▶ WHAT YOU NEED TO DO:
Look below for the lines from the one with "Currency being priced" to the one with "String, quote: String", and copy exactly those lines, both ends included.
━━━ INPUT ━━━
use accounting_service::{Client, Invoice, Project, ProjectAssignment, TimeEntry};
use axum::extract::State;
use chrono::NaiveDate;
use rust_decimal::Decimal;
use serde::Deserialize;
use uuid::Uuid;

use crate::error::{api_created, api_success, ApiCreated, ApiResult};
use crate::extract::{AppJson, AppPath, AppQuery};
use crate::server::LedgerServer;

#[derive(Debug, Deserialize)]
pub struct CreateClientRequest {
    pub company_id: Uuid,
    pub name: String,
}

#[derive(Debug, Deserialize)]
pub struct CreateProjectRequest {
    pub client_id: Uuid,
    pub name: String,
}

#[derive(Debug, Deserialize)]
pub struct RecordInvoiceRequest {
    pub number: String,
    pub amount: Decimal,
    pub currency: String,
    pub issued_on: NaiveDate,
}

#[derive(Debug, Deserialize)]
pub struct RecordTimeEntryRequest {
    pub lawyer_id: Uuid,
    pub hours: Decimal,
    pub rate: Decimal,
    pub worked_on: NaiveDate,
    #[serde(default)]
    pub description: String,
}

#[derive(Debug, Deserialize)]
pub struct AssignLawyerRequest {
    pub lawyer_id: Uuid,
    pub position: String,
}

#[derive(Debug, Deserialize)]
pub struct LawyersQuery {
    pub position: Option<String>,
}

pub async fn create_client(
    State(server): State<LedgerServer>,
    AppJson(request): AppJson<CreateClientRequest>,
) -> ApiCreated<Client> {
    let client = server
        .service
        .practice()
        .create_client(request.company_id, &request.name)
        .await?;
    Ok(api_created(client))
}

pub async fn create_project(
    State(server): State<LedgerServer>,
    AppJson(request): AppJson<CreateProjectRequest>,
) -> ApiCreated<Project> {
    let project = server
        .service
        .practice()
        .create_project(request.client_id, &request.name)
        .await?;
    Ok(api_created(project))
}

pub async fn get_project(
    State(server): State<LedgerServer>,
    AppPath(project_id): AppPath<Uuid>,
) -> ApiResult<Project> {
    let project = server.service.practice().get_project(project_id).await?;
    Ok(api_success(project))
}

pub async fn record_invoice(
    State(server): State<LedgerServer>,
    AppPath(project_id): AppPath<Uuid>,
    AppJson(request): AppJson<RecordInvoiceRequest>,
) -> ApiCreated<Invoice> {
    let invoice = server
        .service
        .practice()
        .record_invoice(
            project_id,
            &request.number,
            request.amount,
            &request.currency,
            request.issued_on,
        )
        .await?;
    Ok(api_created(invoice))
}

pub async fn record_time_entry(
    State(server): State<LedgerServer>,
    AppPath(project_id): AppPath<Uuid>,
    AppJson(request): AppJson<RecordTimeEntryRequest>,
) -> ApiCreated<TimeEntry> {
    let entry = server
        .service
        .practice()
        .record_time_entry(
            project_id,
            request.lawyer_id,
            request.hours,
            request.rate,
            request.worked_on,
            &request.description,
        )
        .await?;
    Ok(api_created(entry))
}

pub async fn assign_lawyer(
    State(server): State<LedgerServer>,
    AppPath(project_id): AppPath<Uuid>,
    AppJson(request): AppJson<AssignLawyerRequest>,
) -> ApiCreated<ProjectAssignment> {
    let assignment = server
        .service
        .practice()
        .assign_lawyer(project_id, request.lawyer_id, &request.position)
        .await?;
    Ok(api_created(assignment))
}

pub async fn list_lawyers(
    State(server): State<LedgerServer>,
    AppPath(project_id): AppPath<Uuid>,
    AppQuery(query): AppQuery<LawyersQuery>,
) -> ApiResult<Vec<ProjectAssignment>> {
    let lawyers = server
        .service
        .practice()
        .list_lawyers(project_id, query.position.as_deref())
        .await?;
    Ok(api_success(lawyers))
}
━━━
━━━ INPUT ━━━
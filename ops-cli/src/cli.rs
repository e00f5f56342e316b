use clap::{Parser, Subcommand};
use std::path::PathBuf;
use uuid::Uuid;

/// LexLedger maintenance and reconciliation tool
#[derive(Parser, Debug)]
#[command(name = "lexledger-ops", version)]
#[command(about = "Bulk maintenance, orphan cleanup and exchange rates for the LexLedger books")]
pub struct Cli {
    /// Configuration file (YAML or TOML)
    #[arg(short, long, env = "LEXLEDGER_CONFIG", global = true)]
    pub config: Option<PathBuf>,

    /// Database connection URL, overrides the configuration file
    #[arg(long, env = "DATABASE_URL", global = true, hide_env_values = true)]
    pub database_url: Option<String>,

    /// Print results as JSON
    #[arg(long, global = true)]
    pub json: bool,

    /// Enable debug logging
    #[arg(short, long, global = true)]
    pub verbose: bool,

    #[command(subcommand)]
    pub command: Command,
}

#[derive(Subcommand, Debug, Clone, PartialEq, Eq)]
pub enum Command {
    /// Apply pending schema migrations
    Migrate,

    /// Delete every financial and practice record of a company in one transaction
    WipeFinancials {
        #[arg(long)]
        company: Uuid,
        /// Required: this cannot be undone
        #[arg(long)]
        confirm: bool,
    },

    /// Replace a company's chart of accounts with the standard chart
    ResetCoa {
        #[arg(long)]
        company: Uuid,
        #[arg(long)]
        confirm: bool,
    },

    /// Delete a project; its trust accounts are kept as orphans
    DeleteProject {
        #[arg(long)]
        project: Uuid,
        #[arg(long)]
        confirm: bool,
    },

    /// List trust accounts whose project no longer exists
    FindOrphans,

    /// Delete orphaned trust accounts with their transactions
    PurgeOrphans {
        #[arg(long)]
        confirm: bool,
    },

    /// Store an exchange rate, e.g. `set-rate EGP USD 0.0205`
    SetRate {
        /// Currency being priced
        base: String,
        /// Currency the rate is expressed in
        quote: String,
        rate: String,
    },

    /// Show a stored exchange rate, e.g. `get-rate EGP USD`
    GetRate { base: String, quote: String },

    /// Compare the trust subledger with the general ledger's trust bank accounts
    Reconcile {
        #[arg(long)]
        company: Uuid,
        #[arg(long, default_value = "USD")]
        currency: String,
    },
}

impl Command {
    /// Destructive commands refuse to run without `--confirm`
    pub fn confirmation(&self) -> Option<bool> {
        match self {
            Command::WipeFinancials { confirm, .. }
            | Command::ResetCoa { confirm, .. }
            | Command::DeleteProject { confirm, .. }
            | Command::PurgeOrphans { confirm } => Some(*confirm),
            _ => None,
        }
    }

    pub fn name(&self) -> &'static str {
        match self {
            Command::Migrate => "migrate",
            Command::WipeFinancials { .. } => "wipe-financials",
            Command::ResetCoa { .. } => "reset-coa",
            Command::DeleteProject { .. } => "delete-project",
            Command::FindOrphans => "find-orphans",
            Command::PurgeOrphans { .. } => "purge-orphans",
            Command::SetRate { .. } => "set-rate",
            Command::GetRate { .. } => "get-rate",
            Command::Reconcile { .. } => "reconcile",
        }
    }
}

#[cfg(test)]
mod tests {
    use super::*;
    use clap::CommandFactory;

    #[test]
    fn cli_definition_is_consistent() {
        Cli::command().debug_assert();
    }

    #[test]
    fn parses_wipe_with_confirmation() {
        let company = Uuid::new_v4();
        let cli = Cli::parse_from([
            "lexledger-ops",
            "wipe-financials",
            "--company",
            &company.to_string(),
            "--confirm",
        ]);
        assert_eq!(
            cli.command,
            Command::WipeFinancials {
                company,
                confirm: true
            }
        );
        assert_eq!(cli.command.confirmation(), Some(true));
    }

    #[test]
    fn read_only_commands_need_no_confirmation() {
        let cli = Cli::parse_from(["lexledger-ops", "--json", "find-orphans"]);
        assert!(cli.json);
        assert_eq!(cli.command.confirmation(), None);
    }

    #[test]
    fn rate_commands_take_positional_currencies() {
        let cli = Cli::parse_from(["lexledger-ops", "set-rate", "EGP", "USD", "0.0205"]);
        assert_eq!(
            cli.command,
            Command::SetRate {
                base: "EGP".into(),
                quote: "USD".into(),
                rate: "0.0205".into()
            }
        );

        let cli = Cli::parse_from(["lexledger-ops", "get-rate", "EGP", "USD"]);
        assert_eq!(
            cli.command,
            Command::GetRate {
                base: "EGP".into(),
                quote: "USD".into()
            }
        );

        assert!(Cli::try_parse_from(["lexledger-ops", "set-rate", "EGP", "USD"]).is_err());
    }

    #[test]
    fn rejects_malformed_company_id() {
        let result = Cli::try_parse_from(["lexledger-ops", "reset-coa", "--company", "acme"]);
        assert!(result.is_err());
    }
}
━━━
▶ RESPONSE AREA:
        /// Currency being priced
        base: String,
        /// Currency the rate is expressed in
        quote: String,
        rate: String,
    },

    /// Show a stored exchange rate, e.g. `get-rate EGP USD`
    GetRate { base: String, quote: String },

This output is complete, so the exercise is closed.